Stored items:
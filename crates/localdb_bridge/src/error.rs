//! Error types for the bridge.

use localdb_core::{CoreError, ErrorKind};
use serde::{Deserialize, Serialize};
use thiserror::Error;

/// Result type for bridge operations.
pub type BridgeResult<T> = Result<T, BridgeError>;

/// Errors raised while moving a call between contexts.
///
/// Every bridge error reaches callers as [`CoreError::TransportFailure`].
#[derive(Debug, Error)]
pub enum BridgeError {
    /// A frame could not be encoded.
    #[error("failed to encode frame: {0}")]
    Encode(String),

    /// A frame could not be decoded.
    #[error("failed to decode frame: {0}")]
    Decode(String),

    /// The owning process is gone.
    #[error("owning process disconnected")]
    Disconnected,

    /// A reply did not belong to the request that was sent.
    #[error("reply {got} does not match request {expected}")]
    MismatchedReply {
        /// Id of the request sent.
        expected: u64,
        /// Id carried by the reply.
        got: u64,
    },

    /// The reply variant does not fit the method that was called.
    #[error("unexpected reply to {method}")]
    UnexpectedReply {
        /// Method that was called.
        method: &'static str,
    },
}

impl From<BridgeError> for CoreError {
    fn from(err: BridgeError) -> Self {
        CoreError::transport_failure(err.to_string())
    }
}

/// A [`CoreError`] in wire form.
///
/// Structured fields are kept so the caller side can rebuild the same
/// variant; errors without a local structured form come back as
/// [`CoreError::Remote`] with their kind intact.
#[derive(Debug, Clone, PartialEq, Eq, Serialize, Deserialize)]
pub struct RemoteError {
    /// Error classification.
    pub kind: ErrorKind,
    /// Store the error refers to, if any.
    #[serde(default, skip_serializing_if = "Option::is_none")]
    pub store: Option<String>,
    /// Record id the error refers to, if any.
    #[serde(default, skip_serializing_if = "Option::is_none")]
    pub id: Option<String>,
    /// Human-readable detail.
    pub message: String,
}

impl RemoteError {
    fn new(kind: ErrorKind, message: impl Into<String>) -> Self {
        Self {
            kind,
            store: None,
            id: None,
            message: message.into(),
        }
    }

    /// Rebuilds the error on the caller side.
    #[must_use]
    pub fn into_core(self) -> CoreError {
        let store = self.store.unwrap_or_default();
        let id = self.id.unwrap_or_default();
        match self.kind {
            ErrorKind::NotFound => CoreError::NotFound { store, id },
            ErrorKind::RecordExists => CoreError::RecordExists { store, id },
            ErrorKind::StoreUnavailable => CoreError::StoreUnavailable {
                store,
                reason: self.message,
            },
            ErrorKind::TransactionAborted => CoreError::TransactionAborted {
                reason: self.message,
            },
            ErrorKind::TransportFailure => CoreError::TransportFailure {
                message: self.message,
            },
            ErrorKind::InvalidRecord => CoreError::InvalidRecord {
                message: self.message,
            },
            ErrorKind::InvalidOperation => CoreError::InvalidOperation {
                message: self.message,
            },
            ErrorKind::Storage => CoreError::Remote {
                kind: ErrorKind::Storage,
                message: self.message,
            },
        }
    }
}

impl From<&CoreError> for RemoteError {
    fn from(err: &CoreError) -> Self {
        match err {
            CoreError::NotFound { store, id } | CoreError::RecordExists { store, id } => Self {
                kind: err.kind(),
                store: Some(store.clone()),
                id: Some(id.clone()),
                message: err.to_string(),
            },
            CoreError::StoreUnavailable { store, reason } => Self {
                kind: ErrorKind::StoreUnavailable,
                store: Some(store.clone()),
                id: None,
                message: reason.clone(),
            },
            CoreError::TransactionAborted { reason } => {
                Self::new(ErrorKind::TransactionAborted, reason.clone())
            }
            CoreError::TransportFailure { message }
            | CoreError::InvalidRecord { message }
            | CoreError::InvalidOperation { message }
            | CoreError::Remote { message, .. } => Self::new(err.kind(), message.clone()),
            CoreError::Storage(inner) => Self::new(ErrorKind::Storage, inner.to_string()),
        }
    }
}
...
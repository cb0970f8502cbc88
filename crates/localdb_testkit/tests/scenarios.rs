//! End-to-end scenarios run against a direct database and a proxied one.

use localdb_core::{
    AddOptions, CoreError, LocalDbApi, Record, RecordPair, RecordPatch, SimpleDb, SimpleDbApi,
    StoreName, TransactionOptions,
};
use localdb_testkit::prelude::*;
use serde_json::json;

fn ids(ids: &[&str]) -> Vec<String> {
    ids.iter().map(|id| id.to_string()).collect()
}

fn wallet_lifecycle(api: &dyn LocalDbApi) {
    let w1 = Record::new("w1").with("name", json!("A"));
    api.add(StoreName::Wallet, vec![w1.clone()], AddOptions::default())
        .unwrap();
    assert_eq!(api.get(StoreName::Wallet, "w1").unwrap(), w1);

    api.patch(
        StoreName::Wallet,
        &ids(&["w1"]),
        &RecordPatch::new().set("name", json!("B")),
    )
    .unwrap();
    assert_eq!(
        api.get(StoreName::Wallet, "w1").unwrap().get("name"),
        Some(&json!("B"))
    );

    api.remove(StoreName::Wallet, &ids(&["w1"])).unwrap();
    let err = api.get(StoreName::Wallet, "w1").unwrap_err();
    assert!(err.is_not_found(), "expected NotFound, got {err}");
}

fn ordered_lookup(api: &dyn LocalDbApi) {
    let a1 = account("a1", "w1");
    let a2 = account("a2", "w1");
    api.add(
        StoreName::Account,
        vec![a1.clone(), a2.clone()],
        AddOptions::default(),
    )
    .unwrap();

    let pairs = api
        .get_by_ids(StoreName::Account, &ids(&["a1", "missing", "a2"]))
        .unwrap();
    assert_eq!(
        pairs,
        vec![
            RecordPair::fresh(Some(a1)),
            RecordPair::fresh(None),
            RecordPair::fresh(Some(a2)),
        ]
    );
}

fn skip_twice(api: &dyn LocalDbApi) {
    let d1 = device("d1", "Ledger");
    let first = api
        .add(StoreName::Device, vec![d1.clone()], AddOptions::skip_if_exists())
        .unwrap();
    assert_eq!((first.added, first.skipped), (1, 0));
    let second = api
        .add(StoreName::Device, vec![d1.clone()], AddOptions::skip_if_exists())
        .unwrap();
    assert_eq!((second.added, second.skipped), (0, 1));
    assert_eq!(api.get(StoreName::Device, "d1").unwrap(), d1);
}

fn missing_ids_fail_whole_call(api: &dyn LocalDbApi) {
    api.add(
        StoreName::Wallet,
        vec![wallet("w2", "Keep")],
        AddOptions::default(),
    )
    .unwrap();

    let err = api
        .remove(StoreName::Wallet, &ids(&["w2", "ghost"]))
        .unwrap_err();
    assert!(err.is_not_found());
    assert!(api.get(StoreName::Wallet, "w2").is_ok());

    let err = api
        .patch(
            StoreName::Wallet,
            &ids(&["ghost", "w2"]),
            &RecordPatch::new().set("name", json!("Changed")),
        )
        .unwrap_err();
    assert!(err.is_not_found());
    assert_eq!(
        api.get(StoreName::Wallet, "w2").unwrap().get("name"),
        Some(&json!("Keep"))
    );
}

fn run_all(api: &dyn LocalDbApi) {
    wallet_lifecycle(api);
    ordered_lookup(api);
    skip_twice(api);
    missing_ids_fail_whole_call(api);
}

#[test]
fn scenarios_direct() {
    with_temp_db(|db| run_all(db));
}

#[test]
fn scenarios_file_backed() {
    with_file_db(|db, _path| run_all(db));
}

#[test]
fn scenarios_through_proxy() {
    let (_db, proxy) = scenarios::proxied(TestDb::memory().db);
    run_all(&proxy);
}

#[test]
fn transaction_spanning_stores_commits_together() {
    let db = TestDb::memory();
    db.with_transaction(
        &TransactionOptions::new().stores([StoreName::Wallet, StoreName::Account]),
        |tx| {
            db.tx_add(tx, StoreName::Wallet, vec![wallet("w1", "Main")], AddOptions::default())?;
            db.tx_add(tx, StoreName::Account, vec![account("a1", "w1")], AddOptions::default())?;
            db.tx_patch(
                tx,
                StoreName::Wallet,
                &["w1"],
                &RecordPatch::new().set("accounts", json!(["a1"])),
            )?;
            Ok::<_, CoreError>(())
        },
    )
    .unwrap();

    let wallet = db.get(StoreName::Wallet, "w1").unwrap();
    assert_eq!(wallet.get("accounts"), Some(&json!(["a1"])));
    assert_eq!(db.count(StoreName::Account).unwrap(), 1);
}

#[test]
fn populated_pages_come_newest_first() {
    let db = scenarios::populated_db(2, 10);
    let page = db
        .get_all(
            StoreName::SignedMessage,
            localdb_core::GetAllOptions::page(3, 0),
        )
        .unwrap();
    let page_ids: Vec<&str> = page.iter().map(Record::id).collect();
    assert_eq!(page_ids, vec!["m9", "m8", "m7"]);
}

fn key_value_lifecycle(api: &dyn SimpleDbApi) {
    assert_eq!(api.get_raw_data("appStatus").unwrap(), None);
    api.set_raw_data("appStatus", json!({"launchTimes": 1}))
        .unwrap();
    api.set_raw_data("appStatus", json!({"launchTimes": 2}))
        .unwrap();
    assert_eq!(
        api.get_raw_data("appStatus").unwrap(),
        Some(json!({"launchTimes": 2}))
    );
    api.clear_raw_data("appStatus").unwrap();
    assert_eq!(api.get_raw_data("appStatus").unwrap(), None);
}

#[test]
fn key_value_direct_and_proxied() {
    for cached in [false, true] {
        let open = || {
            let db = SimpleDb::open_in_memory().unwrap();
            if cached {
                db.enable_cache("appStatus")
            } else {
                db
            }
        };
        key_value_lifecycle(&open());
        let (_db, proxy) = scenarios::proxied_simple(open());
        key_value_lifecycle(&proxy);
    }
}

What you have to do: Copy each line of the records containing the string "filename".

Final answer:
filename crates/localdb_bridge/src/error.rs
filename crates/localdb_testkit/tests/scenarios.rs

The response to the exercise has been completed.